After a brief hiatus from the Congress Party, Vivek re-entered politics under the leadership of Mallikarjun Kharge and played a pivotal role in ensuring the Congress Party's success in Pedapalli and other key constituencies in Telangana. His financial contribution of 3 crore rupees to the party during the 2014 elections was a crucial factor in Congress’ campaign. Vivek’s efforts helped the Congress Party win seven important seats in Pedapalli, contributing to forming the government in Telangana.

==Political challenges and ED raid==

In recent years, Vivek faced political and legal challenges, including an ED raid on his properties. Despite these obstacles, he remained steadfast in his political commitments and continued to work for the betterment of his constituency and the party. His resilience has been a defining feature of his political career.

==Ongoing contributions==

Vivek Venkatswamy continues to carry forward the legacy of his father, Kaka Garu, through his commitment to public service, education, and social justice. His leadership in Telangana's political and social landscape is recognized for its integrity and dedication to empowering the underprivileged. Vivek remains a key figure in the Indian National Congress and continues to influence the political future of Telangana.
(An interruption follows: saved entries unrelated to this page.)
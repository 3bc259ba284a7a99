//! Pose fixtures shared by the integration tests.

#![allow(dead_code)]

use vigil_core::{Landmark, PoseFrame, PoseLandmark, PoseLandmarks, Timestamp};

fn visible(x: f64, y: f64) -> Landmark {
    Landmark::new(x, y, 0.0).with_visibility(0.9)
}

/// Upright subject centred in frame. Scores 0.
pub fn standing_pose() -> PoseLandmarks {
    let mut points = vec![visible(0.5, 0.5); PoseLandmark::COUNT];
    points[PoseLandmark::Nose.index()] = visible(0.5, 0.15);
    points[PoseLandmark::LeftShoulder.index()] = visible(0.4, 0.25);
    points[PoseLandmark::RightShoulder.index()] = visible(0.6, 0.25);
    points[PoseLandmark::LeftHip.index()] = visible(0.42, 0.5);
    points[PoseLandmark::RightHip.index()] = visible(0.58, 0.5);
    points[PoseLandmark::LeftAnkle.index()] = visible(0.42, 0.9);
    points[PoseLandmark::RightAnkle.index()] = visible(0.58, 0.9);
    PoseLandmarks::new(points).expect("33 landmarks")
}

/// Lying flat, head level with the hips: horizontal body and collapsed
/// aspect ratio only. Scores 45.
pub fn lying_pose() -> PoseLandmarks {
    let mut pose = standing_pose();
    pose.set(PoseLandmark::LeftShoulder, visible(0.30, 0.4));
    pose.set(PoseLandmark::RightShoulder, visible(0.32, 0.4));
    pose.set(PoseLandmark::LeftHip, visible(0.60, 0.4));
    pose.set(PoseLandmark::RightHip, visible(0.62, 0.4));
    pose.set(PoseLandmark::LeftAnkle, visible(0.90, 0.42));
    pose.set(PoseLandmark::RightAnkle, visible(0.92, 0.42));
    pose.set(PoseLandmark::Nose, visible(0.20, 0.4));
    pose
}

/// [`lying_pose`] with the head dropped below the hips. Scores 60.
pub fn fallen_pose() -> PoseLandmarks {
    let mut pose = lying_pose();
    pose.set(PoseLandmark::Nose, visible(0.20, 0.55));
    pose
}

/// Move every motion joint by `dx` along x
pub fn shifted(pose: &PoseLandmarks, dx: f64) -> PoseLandmarks {
    let mut out = pose.clone();
    for joint in PoseLandmark::MOTION_JOINTS {
        let mut p = *out.get(joint);
        p.x += dx;
        out.set(joint, p);
    }
    out
}

/// Same pose with every motion joint below the visibility cutoff
pub fn occluded(pose: &PoseLandmarks) -> PoseLandmarks {
    let mut out = pose.clone();
    for joint in PoseLandmark::MOTION_JOINTS {
        let p = *out.get(joint);
        out.set(joint, p.with_visibility(0.1));
    }
    out
}

pub fn frame(ms: i64, pose: &PoseLandmarks) -> PoseFrame {
    PoseFrame::new(Timestamp::from_millis(ms), pose.clone())
}
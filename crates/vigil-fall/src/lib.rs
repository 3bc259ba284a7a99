//! # Vigil-Fall
//!
//! Fall detection over a stream of pose landmark frames.
//!
//! ## Pipeline
//!
//! 1. **Heuristics**: every frame is scored against five posture and
//!    velocity signals ([`FallHeuristics`]).
//! 2. **Confirmation**: a fall is only taken seriously after several
//!    consecutive fall-positive frames; isolated flickers decay away
//!    ([`FallDetector`]).
//! 3. **Motion window**: after confirmation the subject is watched for a
//!    fixed window. Sustained stillness escalates, movement cancels
//!    ([`MotionMonitor`]).
//! 4. **Alert**: a [`FallAlert`] is multicast to every registered listener
//!    through the detector's [`EventBus`].
//!
//! The pipeline is synchronous and frame-driven. Pose inference, rendering,
//! persistence and dispatch live outside this crate and talk to it through
//! [`PoseSource`] and [`DetectorEvent`].

pub mod alert;
pub mod detector;
pub mod events;
pub mod heuristics;
pub mod motion;
pub mod settings;
pub mod source;

pub use alert::*;
pub use detector::*;
pub use events::*;
pub use heuristics::*;
pub use motion::*;
pub use settings::*;
pub use source::*;
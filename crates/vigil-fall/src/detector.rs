//! Fall confirmation state machine.
//!
//! ```text
//! Idle ──initialize──▶ Monitoring ──N fall frames──▶ FallDetected ──▶ MotionCheck
//!                          ▲                                              │
//!                          ├──────────── false alarm (moved) ◀────────────┤
//!                          │                                              ▼
//!                          └──────── grace delay elapsed ◀──────── AlertTriggered
//! ```
//!
//! The detector is driven one frame at a time by its owner. Nothing runs in
//! the background: the post-alert grace delay is a deadline checked whenever
//! a frame arrives or the owner calls [`FallDetector::poll`].

use chrono::Utc;
use serde::{Deserialize, Serialize};
use tracing::{debug, info, warn};
use vigil_core::{Error, PoseFrame, PoseLandmarks, Result, Timestamp};

use crate::alert::{AlertContext, FallAlert};
use crate::events::{DetectorEvent, EventBus, SubscriptionId};
use crate::heuristics::{FallAnalysis, FallHeuristics};
use crate::motion::{MotionCheckResult, MotionMonitor};
use crate::settings::DetectorConfig;
use crate::source::PoseSource;

#[derive(Debug, Clone, Copy, PartialEq, Eq, Hash, Serialize, Deserialize)]
#[serde(rename_all = "snake_case")]
pub enum DetectorState {
    /// Pose source not yet initialized
    Idle,
    Monitoring,
    /// Transient: a fall was confirmed and the motion window is opening
    FallDetected,
    MotionCheck,
    AlertTriggered,
}

/// Running counters for one detector instance
#[derive(Debug, Clone, Copy, Default, PartialEq, Eq, Serialize, Deserialize)]
pub struct DetectorStats {
    pub frames_processed: u64,
    /// Frames without a detected person
    pub frames_skipped: u64,
    /// Falls confirmed by consecutive frames
    pub episodes: u64,
    pub alerts: u64,
    pub false_alarms: u64,
}

/// Scheduled return to monitoring after an alert
#[derive(Debug, Clone, Copy, PartialEq, Eq)]
pub struct PendingRevert {
    pub due: Timestamp,
}

impl PendingRevert {
    pub fn is_due(&self, now: Timestamp) -> bool {
        now >= self.due
    }
}

/// Complete fall detector for one camera feed
pub struct FallDetector {
    config: DetectorConfig,
    source: Box<dyn PoseSource>,
    initialized: bool,
    state: DetectorState,

    heuristics: FallHeuristics,
    motion: MotionMonitor,
    events: EventBus,

    consecutive_fall_frames: u32,
    /// Analysis that confirmed the current episode
    fall_analysis: Option<FallAnalysis>,
    previous_landmarks: Option<PoseLandmarks>,
    pending_revert: Option<PendingRevert>,

    alert_context: AlertContext,
    stats: DetectorStats,
}

impl FallDetector {
    pub fn new(config: DetectorConfig, source: impl PoseSource + 'static) -> Self {
        Self {
            heuristics: FallHeuristics::new(config.heuristics.clone()),
            motion: MotionMonitor::new(config.motion.clone()),
            config,
            source: Box::new(source),
            initialized: false,
            state: DetectorState::Idle,
            events: EventBus::new(),
            consecutive_fall_frames: 0,
            fall_analysis: None,
            previous_landmarks: None,
            pending_revert: None,
            alert_context: AlertContext::default(),
            stats: DetectorStats::default(),
        }
    }

    /// Initialize the pose source and start monitoring.
    ///
    /// Calling this again after success is a no-op. On failure the detector
    /// stays [`DetectorState::Idle`] and must not be fed frames.
    pub async fn initialize(&mut self) -> Result<()> {
        if self.initialized {
            return Ok(());
        }

        if let Err(e) = self.source.initialize().await {
            warn!(source = self.source.name(), "pose source initialization failed: {}", e);
            return Err(match e {
                Error::PoseSourceInit(msg) => Error::PoseSourceInit(msg),
                other => Error::PoseSourceInit(other.to_string()),
            });
        }

        self.initialized = true;
        info!(source = self.source.name(), "fall detector initialized");
        self.set_state(DetectorState::Monitoring);
        Ok(())
    }

    /// Feed one frame. Frames must arrive in capture order.
    pub fn process_frame(&mut self, frame: &PoseFrame) -> Result<()> {
        if !self.initialized {
            return Err(Error::NotInitialized);
        }

        self.poll(frame.timestamp);

        let Some(landmarks) = frame.landmarks.as_ref() else {
            self.stats.frames_skipped += 1;
            return Ok(());
        };
        self.stats.frames_processed += 1;

        match self.state {
            DetectorState::Monitoring => self.evaluate_fall(landmarks, frame.timestamp),
            DetectorState::MotionCheck => self.evaluate_motion(landmarks, frame.timestamp),
            DetectorState::Idle | DetectorState::FallDetected | DetectorState::AlertTriggered => {}
        }

        Ok(())
    }

    /// Fire the post-alert revert if its deadline has passed
    pub fn poll(&mut self, now: Timestamp) {
        if let Some(pending) = self.pending_revert {
            if pending.is_due(now) {
                info!("alert grace period elapsed, resuming monitoring");
                self.reset();
            }
        }
    }

    /// Drain the pose source through the detector until it is exhausted
    pub async fn run(&mut self) -> Result<()> {
        if !self.initialized {
            return Err(Error::NotInitialized);
        }

        while let Some(frame) = self.source.next_frame().await? {
            self.process_frame(&frame)?;
        }

        info!(
            source = self.source.name(),
            frames = self.stats.frames_processed,
            alerts = self.stats.alerts,
            "pose source exhausted"
        );
        Ok(())
    }

    fn evaluate_fall(&mut self, landmarks: &PoseLandmarks, timestamp: Timestamp) {
        let analysis = self
            .heuristics
            .analyze(landmarks, self.previous_landmarks.as_ref(), timestamp);

        if analysis.is_fall {
            self.consecutive_fall_frames += 1;
        } else {
            self.consecutive_fall_frames = self.consecutive_fall_frames.saturating_sub(1);
        }
        self.previous_landmarks = Some(landmarks.clone());

        debug!(
            confidence = analysis.confidence,
            consecutive = self.consecutive_fall_frames,
            "fall heuristics evaluated"
        );

        if self.consecutive_fall_frames >= self.config.confirmation.required_frames {
            info!(
                confidence = analysis.confidence,
                reasons = ?analysis.reasons,
                "fall confirmed, opening motion window"
            );
            self.stats.episodes += 1;
            self.events.emit(&DetectorEvent::FallDetected {
                analysis: analysis.clone(),
            });
            self.fall_analysis = Some(analysis);
            self.set_state(DetectorState::FallDetected);

            self.motion.start_monitoring(landmarks, timestamp);
            self.set_state(DetectorState::MotionCheck);
        }
    }

    fn evaluate_motion(&mut self, landmarks: &PoseLandmarks, timestamp: Timestamp) {
        let result = self.motion.check_motion(landmarks, timestamp);

        self.events.emit(&DetectorEvent::MotionCheckUpdate {
            time_remaining: result.time_remaining,
            movement_detected: result.movement_detected,
            avg_movement: result.avg_movement,
        });

        if !result.is_complete {
            return;
        }

        if result.should_trigger_alert {
            self.trigger_alert(&result, timestamp);
        } else {
            let reason = if result.movement_detected {
                "Movement detected"
            } else {
                "Insufficient motion samples"
            };
            info!(avg_movement = result.avg_movement, reason, "false alarm");
            self.stats.false_alarms += 1;
            self.events.emit(&DetectorEvent::FalseAlarm {
                reason: reason.to_string(),
            });
            self.reset();
        }
    }

    fn trigger_alert(&mut self, result: &MotionCheckResult, timestamp: Timestamp) {
        let alert = FallAlert::build(
            self.fall_analysis.as_ref(),
            result,
            self.config.motion.window_ms,
            Utc::now(),
        )
        .with_context(&self.alert_context);

        warn!(
            alert_id = %alert.id.0,
            confidence = alert.confidence,
            avg_movement = alert.motion_window.avg_movement,
            "fall alert raised"
        );

        self.stats.alerts += 1;
        self.events.emit(&DetectorEvent::AlertTriggered { alert });
        self.set_state(DetectorState::AlertTriggered);
        self.pending_revert = Some(PendingRevert {
            due: timestamp.add_millis(self.config.confirmation.alert_grace_ms),
        });
    }

    fn set_state(&mut self, state: DetectorState) {
        if self.state == state {
            return;
        }
        debug!(from = ?self.state, to = ?state, "detector state change");
        self.state = state;
        self.events.emit(&DetectorEvent::StateChange { state });
    }

    /// Clear all episode state and return to monitoring
    pub fn reset(&mut self) {
        self.pending_revert = None;
        self.consecutive_fall_frames = 0;
        self.fall_analysis = None;
        self.previous_landmarks = None;
        self.heuristics.reset();
        self.motion.reset();

        if self.initialized {
            self.set_state(DetectorState::Monitoring);
        }
    }

    /// Tear down: cancel the pending revert, drop listeners, close the source
    pub async fn destroy(&mut self) -> Result<()> {
        self.events.clear();
        self.reset();

        let closed = if self.initialized {
            self.source.close().await
        } else {
            Ok(())
        };
        self.initialized = false;
        self.state = DetectorState::Idle;
        info!(source = self.source.name(), "fall detector destroyed");
        closed
    }

    /// Register an event listener
    pub fn on<F>(&mut self, listener: F) -> SubscriptionId
    where
        F: Fn(&DetectorEvent) + Send + Sync + 'static,
    {
        self.events.subscribe(listener)
    }

    pub fn off(&mut self, id: SubscriptionId) -> bool {
        self.events.unsubscribe(id)
    }

    pub fn subscribe_channel(
        &mut self,
    ) -> (SubscriptionId, tokio::sync::mpsc::UnboundedReceiver<DetectorEvent>) {
        self.events.subscribe_channel()
    }

    pub fn set_alert_context(&mut self, context: AlertContext) {
        self.alert_context = context;
    }

    pub fn state(&self) -> DetectorState {
        self.state
    }

    pub fn is_initialized(&self) -> bool {
        self.initialized
    }

    pub fn consecutive_fall_frames(&self) -> u32 {
        self.consecutive_fall_frames
    }

    pub fn fall_analysis(&self) -> Option<&FallAnalysis> {
        self.fall_analysis.as_ref()
    }

    pub fn pending_revert(&self) -> Option<PendingRevert> {
        self.pending_revert
    }

    pub fn heuristics(&self) -> &FallHeuristics {
        &self.heuristics
    }

    pub fn motion_monitor(&self) -> &MotionMonitor {
        &self.motion
    }

    pub fn listener_count(&self) -> usize {
        self.events.len()
    }

    pub fn stats(&self) -> DetectorStats {
        self.stats
    }

    pub fn config(&self) -> &DetectorConfig {
        &self.config
    }
}
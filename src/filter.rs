use crate::{
    blur::gaussian_blur,
    error::StrataResult,
    layer::ColorFilter,
    surface::Surface,
};

/// Apply a layer's color filter ahead of compositing: brightness, contrast,
/// saturation, hue-rotate on straight-alpha color, then the blur pass on the
/// re-premultiplied result. Identity filters return an untouched clone.
pub fn apply_color_filter(surface: &Surface, filter: &ColorFilter) -> StrataResult<Surface> {
    if filter.is_identity() {
        return Ok(surface.clone());
    }

    let mut out = surface.clone();
    if filter.brightness != 1.0
        || filter.contrast != 1.0
        || filter.saturation != 1.0
        || filter.hue_deg != 0.0
    {
        let hue = hue_matrix(filter.hue_deg);
        for px in out.data_mut().chunks_exact_mut(4) {
            let a = px[3];
            if a == 0 {
                continue;
            }
            let af = f32::from(a) / 255.0;
            let mut c = [
                f32::from(px[0]) / 255.0 / af,
                f32::from(px[1]) / 255.0 / af,
                f32::from(px[2]) / 255.0 / af,
            ];

            for v in &mut c {
                *v *= filter.brightness.max(0.0);
            }
            for v in &mut c {
                *v = (*v - 0.5) * filter.contrast.max(0.0) + 0.5;
            }
            if filter.saturation != 1.0 {
                let luma = 0.2126 * c[0] + 0.7152 * c[1] + 0.0722 * c[2];
                let s = filter.saturation.max(0.0);
                for v in &mut c {
                    *v = luma + (*v - luma) * s;
                }
            }
            if filter.hue_deg != 0.0 {
                c = [
                    hue[0] * c[0] + hue[1] * c[1] + hue[2] * c[2],
                    hue[3] * c[0] + hue[4] * c[1] + hue[5] * c[2],
                    hue[6] * c[0] + hue[7] * c[1] + hue[8] * c[2],
                ];
            }

            for (i, v) in c.iter().enumerate() {
                px[i] = ((v.clamp(0.0, 1.0) * af) * 255.0).round() as u8;
            }
        }
    }

    if filter.blur_px > 0 {
        let sigma = (filter.blur_px as f32) / 2.0;
        out = gaussian_blur(&out, filter.blur_px, sigma)?;
    }
    Ok(out)
}

/// Rec.709-weighted hue rotation matrix (row major), matching the CSS
/// `hue-rotate` filter primitive.
fn hue_matrix(degrees: f32) -> [f32; 9] {
    let rad = degrees.to_radians();
    let cos = rad.cos();
    let sin = rad.sin();
    const LR: f32 = 0.2126;
    const LG: f32 = 0.7152;
    const LB: f32 = 0.0722;
    [
        LR + cos * (1.0 - LR) + sin * (-LR),
        LG + cos * (-LG) + sin * (-LG),
        LB + cos * (-LB) + sin * (1.0 - LB),
        LR + cos * (-LR) + sin * 0.143,
        LG + cos * (1.0 - LG) + sin * 0.140,
        LB + cos * (-LB) + sin * (-0.283),
        LR + cos * (-LR) + sin * (-(1.0 - LR)),
        LG + cos * (-LG) + sin * LG,
        LB + cos * (1.0 - LB) + sin * LB,
    ]
}

#[cfg(test)]
mod tests {
    use super::*;

    fn solid(px: [u8; 4]) -> Surface {
        let mut s = Surface::new(2, 2).unwrap();
        s.fill(px);
        s
    }

    #[test]
    fn identity_filter_is_untouched_clone() {
        let s = solid([10, 20, 30, 255]);
        let out = apply_color_filter(&s, &ColorFilter::default()).unwrap();
        assert_eq!(out, s);
    }

    #[test]
    fn brightness_zero_goes_black() {
        let s = solid([100, 150, 200, 255]);
        let f = ColorFilter {
            brightness: 0.0,
            ..ColorFilter::default()
        };
        let out = apply_color_filter(&s, &f).unwrap();
        assert_eq!(out.pixel(0, 0), [0, 0, 0, 255]);
    }

    #[test]
    fn saturation_zero_is_grayscale() {
        let s = solid([255, 0, 0, 255]);
        let f = ColorFilter {
            saturation: 0.0,
            ..ColorFilter::default()
        };
        let out = apply_color_filter(&s, &f).unwrap();
        let px = out.pixel(0, 0);
        assert_eq!(px[0], px[1]);
        assert_eq!(px[1], px[2]);
    }

    #[test]
    fn hue_rotate_360_is_near_identity() {
        let s = solid([120, 60, 200, 255]);
        let f = ColorFilter {
            hue_deg: 360.0,
            ..ColorFilter::default()
        };
        let out = apply_color_filter(&s, &f).unwrap();
        let px = out.pixel(0, 0);
        for (got, want) in px.iter().zip([120u8, 60, 200, 255]) {
            assert!((i16::from(*got) - i16::from(want)).abs() <= 1);
        }
    }

    #[test]
    fn transparent_pixels_stay_transparent() {
        let s = Surface::new(2, 2).unwrap();
        let f = ColorFilter {
            brightness: 2.0,
            ..ColorFilter::default()
        };
        let out = apply_color_filter(&s, &f).unwrap();
        assert!(out.data().iter().all(|&b| b == 0));
    }
}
=== President of the Hyderabad Cricket Association ===
He was appointed the president of the Hyderabad Cricket Association in 2017. He was removed from the post in 2018 due to conflict of interest. He started the Telangana T20 League, which was not recognized by the Board of Control for Cricket in India.

==Positions held==
- President, Hyderabad cricket association
- Member of Parliament, 15th Lok Sabha
- Member, Committee on Coal and Steel
- Chairman, Confederation of Indian Industry, A.P. Chapter, (2006–2007)
- Chairman, Manufacturers Association
- Vivek is the promoter and vice chairman of the Visaka group of companies.